**What is required:** Print the records below word for word, beginning with the first line and ending once the line containing "by a chunk of" is printed.

**Records for the task:**
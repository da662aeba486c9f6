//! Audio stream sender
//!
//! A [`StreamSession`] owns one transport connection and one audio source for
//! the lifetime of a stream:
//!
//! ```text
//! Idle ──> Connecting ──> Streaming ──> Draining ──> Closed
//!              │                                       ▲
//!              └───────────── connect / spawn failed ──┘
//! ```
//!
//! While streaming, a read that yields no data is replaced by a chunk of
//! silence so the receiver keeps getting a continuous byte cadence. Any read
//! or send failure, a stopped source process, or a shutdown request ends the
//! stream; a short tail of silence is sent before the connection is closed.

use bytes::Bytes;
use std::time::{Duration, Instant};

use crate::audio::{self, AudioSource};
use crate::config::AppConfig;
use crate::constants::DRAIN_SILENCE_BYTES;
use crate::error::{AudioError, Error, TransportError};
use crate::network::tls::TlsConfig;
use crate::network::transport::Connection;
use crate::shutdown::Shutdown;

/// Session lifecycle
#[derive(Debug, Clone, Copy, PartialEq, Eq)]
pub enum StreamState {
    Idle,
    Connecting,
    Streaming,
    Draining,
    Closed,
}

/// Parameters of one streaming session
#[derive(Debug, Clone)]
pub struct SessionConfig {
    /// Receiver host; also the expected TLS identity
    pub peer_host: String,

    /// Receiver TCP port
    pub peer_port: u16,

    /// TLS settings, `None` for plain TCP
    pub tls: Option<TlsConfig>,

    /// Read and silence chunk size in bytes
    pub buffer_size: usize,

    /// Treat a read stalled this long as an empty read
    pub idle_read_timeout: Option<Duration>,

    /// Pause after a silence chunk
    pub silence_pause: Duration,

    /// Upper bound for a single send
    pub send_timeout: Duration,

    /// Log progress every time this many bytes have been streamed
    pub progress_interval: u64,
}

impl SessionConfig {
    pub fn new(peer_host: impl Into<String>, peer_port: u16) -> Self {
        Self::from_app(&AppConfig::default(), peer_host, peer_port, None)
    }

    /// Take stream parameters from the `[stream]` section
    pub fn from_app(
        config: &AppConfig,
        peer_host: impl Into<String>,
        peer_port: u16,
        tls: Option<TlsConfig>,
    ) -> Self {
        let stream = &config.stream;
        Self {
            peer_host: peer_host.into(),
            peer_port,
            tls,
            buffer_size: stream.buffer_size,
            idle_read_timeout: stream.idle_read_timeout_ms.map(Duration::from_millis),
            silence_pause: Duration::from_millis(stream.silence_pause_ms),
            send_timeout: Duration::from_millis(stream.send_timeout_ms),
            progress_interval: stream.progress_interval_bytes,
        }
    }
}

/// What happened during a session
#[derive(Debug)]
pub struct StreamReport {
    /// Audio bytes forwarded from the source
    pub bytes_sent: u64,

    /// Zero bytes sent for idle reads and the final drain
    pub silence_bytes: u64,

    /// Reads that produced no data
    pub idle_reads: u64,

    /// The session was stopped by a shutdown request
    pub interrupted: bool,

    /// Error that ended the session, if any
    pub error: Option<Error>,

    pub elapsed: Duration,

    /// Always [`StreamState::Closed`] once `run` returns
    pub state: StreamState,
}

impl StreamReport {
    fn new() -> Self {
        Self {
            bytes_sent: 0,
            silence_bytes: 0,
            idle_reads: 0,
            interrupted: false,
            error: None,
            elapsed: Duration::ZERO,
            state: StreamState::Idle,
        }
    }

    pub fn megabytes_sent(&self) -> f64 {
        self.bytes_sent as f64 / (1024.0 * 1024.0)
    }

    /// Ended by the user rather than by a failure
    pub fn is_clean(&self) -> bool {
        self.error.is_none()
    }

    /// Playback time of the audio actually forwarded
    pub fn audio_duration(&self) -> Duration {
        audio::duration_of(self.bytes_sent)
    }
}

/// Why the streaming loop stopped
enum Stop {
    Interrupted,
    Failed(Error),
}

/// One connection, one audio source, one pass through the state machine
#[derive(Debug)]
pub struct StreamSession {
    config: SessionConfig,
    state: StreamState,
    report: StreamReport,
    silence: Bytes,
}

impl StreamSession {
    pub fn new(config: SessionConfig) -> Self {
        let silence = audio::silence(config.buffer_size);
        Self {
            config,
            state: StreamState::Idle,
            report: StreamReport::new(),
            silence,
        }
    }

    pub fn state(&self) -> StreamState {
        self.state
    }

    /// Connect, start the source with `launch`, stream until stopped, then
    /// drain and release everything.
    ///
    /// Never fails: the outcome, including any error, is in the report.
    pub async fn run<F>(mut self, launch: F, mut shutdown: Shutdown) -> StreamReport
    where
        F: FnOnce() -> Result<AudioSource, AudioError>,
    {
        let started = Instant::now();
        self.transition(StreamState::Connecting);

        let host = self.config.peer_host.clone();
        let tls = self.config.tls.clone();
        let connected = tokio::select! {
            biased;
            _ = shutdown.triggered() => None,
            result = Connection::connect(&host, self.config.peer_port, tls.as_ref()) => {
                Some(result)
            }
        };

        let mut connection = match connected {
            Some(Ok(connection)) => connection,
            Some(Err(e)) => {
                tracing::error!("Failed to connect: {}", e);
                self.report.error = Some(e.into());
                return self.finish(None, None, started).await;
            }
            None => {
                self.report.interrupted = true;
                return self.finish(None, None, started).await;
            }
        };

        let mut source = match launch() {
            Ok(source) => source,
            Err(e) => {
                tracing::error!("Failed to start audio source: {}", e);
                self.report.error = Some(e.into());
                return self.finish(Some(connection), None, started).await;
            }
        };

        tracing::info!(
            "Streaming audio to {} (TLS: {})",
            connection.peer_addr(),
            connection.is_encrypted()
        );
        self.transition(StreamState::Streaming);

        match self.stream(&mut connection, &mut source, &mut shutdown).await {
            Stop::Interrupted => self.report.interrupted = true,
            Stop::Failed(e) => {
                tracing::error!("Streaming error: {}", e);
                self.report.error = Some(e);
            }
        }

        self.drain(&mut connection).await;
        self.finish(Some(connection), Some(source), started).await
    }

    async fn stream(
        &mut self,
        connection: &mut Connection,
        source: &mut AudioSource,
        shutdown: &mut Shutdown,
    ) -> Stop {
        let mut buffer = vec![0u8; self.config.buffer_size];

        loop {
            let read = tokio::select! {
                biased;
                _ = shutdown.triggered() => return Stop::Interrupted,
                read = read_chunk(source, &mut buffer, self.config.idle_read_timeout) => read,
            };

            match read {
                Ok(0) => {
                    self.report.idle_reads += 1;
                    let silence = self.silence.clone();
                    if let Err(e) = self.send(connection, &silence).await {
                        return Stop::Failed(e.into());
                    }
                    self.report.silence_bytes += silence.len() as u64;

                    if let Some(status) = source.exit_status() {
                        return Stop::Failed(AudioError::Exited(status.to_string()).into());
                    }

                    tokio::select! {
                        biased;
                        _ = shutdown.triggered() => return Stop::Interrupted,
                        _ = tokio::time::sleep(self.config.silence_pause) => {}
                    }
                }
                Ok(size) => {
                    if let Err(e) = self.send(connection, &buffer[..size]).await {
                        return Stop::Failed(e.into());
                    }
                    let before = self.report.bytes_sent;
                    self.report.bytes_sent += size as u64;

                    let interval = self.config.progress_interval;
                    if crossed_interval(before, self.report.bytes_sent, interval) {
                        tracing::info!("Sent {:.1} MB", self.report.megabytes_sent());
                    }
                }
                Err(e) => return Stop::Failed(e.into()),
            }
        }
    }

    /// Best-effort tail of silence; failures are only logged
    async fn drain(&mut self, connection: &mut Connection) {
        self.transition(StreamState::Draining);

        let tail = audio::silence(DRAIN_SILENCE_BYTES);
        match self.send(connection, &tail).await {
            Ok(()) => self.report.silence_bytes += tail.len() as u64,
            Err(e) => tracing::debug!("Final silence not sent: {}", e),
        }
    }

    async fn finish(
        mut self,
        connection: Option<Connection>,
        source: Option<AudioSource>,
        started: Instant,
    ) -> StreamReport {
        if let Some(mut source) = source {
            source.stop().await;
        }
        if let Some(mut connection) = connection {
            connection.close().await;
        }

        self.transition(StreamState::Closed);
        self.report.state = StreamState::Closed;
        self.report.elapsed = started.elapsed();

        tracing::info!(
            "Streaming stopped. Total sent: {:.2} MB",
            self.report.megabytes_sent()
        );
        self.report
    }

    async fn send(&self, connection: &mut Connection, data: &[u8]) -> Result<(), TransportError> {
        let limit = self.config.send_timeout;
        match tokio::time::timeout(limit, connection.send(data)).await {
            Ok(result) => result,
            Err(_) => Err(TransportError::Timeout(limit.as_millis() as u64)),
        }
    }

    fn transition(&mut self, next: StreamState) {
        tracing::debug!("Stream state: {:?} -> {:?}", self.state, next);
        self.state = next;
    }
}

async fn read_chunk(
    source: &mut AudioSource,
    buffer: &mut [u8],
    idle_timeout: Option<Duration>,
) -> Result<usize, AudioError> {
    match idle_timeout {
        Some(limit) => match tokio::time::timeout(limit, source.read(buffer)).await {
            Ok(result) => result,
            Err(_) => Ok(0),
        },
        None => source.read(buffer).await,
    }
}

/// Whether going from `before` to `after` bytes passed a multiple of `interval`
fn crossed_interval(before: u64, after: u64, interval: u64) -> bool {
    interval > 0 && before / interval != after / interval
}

**Solution for this exercise:**
repository da662aeba486c9f6
//! Audio stream sender
//!
//! A [`StreamSession`] owns one transport connection and one audio source for
//! the lifetime of a stream:
//!
//! ```text
//! Idle ──> Connecting ──> Streaming ──> Draining ──> Closed
//!              │                                       ▲
//!              └───────────── connect / spawn failed ──┘
//! ```
//!
//! While streaming, a read that yields no data is replaced by a chunk of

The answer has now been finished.